● EXERCISE DIRECTIONS:
Of the lines below, write out exactly those from the line with "the canvas; the" through the line with "already within bounds.", both included, and skip the rest.

[Stored data]
________
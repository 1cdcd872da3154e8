//! Placement of the photo and the name text on the badge canvas.

use image::Rgb;

use super::colors;
use super::measure::TextMetrics;

/// Badge canvas: 2×3 inches at 300 DPI. Product invariant, not configurable.
pub const CANVAS_WIDTH: u32 = 600;
pub const CANVAS_HEIGHT: u32 = 900;

/// Longest photo edge after downscaling. Photos are never upscaled.
pub const MAX_PHOTO_EDGE: u32 = 700;

/// Photo anchor: fixed margin between the photo's bottom edge and the canvas
/// bottom.
pub const PHOTO_BOTTOM_MARGIN: u32 = 200;

/// Text anchor: fixed margin between the text ink box and the canvas bottom.
pub const TEXT_BOTTOM_MARGIN: u32 = 40;

/// Computed positions for one render. Coordinates are signed because a photo
/// capped at [`MAX_PHOTO_EDGE`] can still be wider than the canvas; the
/// compositor clips.
#[derive(Clone, Copy, Debug, serde::Serialize)]
pub struct Placement {
    pub photo_x: i32,
    pub photo_y: i32,
    pub photo_width: u32,
    pub photo_height: u32,
    pub text_x: i32,
    pub text_y: i32,
    #[serde(skip)]
    pub fill: Rgb<u8>,
    #[serde(skip)]
    pub outline: Rgb<u8>,
}

/// Photo dimensions after the max-edge cap, aspect ratio preserved. Identity
/// for photos already within bounds.
pub fn fit_photo(width: u32, height: u32) -> (u32, u32) {
    let longest = width.max(height);
    if longest <= MAX_PHOTO_EDGE || longest == 0 {
        return (width, height);
    }
    let ratio = MAX_PHOTO_EDGE as f32 / longest as f32;
    (
        ((width as f32 * ratio).round() as u32).max(1),
        ((height as f32 * ratio).round() as u32).max(1),
    )
}

/// Compute placement for a photo of the given (already fitted) size and a
/// measured text box on the given background. Total over all inputs.
pub fn layout(
    photo_width: u32,
    photo_height: u32,
    text: &TextMetrics,
    background: &str,
) -> Placement {
    let (fill, outline) = colors::contrast_colors(background);

    let photo_x = (CANVAS_WIDTH as i32 - photo_width as i32) / 2;
    let photo_y = CANVAS_HEIGHT as i32 - photo_height as i32 - PHOTO_BOTTOM_MARGIN as i32;

    let text_x = (CANVAS_WIDTH as i32 - text.width as i32) / 2;
    let text_y = CANVAS_HEIGHT as i32 - text.height as i32 - TEXT_BOTTOM_MARGIN as i32;

    Placement {
        photo_x,
        photo_y,
        photo_width,
        photo_height,
        text_x,
        text_y,
        fill,
        outline,
    }
}

#[cfg(test)]
mod tests {
    use super::*;

    fn metrics(width: u32, height: u32) -> TextMetrics {
        TextMetrics { width, height, x_offset: 0, y_offset: 0 }
    }

    #[test]
    fn photo_fits_within_max_edge() {
        assert_eq!(fit_photo(1400, 700), (700, 350));
        assert_eq!(fit_photo(700, 1400), (350, 700));
        assert_eq!(fit_photo(2100, 2100), (700, 700));
    }

    #[test]
    fn small_photos_are_not_upscaled() {
        assert_eq!(fit_photo(300, 200), (300, 200));
        assert_eq!(fit_photo(700, 700), (700, 700));
    }

    #[test]
    fn photo_is_centered_with_bottom_margin() {
        let p = layout(400, 500, &metrics(100, 30), "white");
        assert_eq!(p.photo_x, 100);
        assert_eq!(p.photo_y, 900 - 500 - 200);
    }

    #[test]
    fn oversized_photo_gets_negative_x() {
        let p = layout(700, 350, &metrics(100, 30), "white");
        assert_eq!(p.photo_x, -50);
    }

    #[test]
    fn text_is_centered_above_bottom_margin() {
        let p = layout(100, 100, &metrics(200, 50), "white");
        assert_eq!(p.text_x, 200);
        assert_eq!(p.text_y, 900 - 50 - 40);
    }

    #[test]
    fn colors_follow_background() {
        let on_black = layout(10, 10, &metrics(10, 10), "black");
        assert_eq!(on_black.fill, Rgb([255, 255, 255]));
        assert_eq!(on_black.outline, Rgb([0, 0, 0]));

        let on_yellow = layout(10, 10, &metrics(10, 10), "Yellow");
        assert_eq!(on_yellow.fill, Rgb([0, 0, 0]));
        assert_eq!(on_yellow.outline, Rgb([255, 255, 255]));
    }
}
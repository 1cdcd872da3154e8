//! Background-removal client.
//!
//! Thin wrapper over the withoutbg.com API: the rest of the system treats
//! this as an opaque capability that turns image bytes into a PNG cutout with
//! alpha, or an error. No retries here; that is the caller's call.

use std::time::Duration;

use thiserror::Error;

const API_ENDPOINT: &str = "https://api.withoutbg.com/v1.0/image-without-background";
const API_KEY_VAR: &str = "WITHOUTBG_API_KEY";
const TIMEOUT: Duration = Duration::from_secs(30);

#[derive(Debug, Error)]
pub enum RemoveBgError {
    #[error("background removal API key not set ({API_KEY_VAR})")]
    MissingApiKey,
    #[error("background removal request failed: {0}")]
    Http(#[from] reqwest::Error),
    #[error("background removal API returned {status}: {body}")]
    Api { status: u16, body: String },
}

/// Send `image_bytes` to the removal service and return the cutout bytes.
pub async fn remove_background(
    http: &reqwest::Client,
    image_bytes: Vec<u8>,
    filename: &str,
) -> Result<Vec<u8>, RemoveBgError> {
    let api_key = std::env::var(API_KEY_VAR)
        .ok()
        .filter(|k| !k.is_empty())
        .ok_or(RemoveBgError::MissingApiKey)?;

    let part = reqwest::multipart::Part::bytes(image_bytes).file_name(filename.to_string());
    let form = reqwest::multipart::Form::new().part("file", part);

    let resp = http
        .post(API_ENDPOINT)
        .header("X-Api-Key", api_key)
        .multipart(form)
        .timeout(TIMEOUT)
        .send()
        .await?;

    let status = resp.status();
    if !status.is_success() {
        let body = resp.text().await.unwrap_or_default();
        return Err(RemoveBgError::Api {
            status: status.as_u16(),
            body: error_detail(&body),
        });
    }
    Ok(resp.bytes().await?.to_vec())
}

/// Pull the human-readable message out of the API's JSON error body
/// (`{"message": ...}` or `{"detail": ...}`). Non-JSON bodies pass through
/// unchanged.
fn error_detail(body: &str) -> String {
    let parsed: serde_json::Value = match serde_json::from_str(body) {
        Ok(v) => v,
        Err(_) => return body.to_string(),
    };
    parsed
        .get("message")
        .or_else(|| parsed.get("detail"))
        .and_then(|v| v.as_str())
        .map(|s| s.to_string())
        .unwrap_or_else(|| body.to_string())
}

#[cfg(test)]
mod tests {
    use super::*;

    #[test]
    fn json_error_bodies_reduce_to_their_message() {
        assert_eq!(error_detail(r#"{"message": "invalid image"}"#), "invalid image");
        assert_eq!(error_detail(r#"{"detail": "quota exceeded"}"#), "quota exceeded");
        assert_eq!(error_detail(r#"{"code": 42}"#), r#"{"code": 42}"#);
        assert_eq!(error_detail("plain text error"), "plain text error");
        assert_eq!(error_detail(""), "");
    }

    #[tokio::test]
    async fn missing_api_key_is_rejected_before_any_request() {
        std::env::remove_var(API_KEY_VAR);
        let http = reqwest::Client::new();
        let err = remove_background(&http, vec![1, 2, 3], "photo.jpg")
            .await
            .expect_err("must fail without an api key");
        assert!(matches!(err, RemoveBgError::MissingApiKey));
    }
}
________
● TASK OUTPUT:
/// capped at [`MAX_PHOTO_EDGE`] can still be wider than the canvas; the
/// compositor clips.
#[derive(Clone, Copy, Debug, serde::Serialize)]
pub struct Placement {
    pub photo_x: i32,
    pub photo_y: i32,
    pub photo_width: u32,
    pub photo_height: u32,
    pub text_x: i32,
    pub text_y: i32,
    #[serde(skip)]
    pub fill: Rgb<u8>,
    #[serde(skip)]
    pub outline: Rgb<u8>,
}

/// Photo dimensions after the max-edge cap, aspect ratio preserved. Identity
/// for photos already within bounds.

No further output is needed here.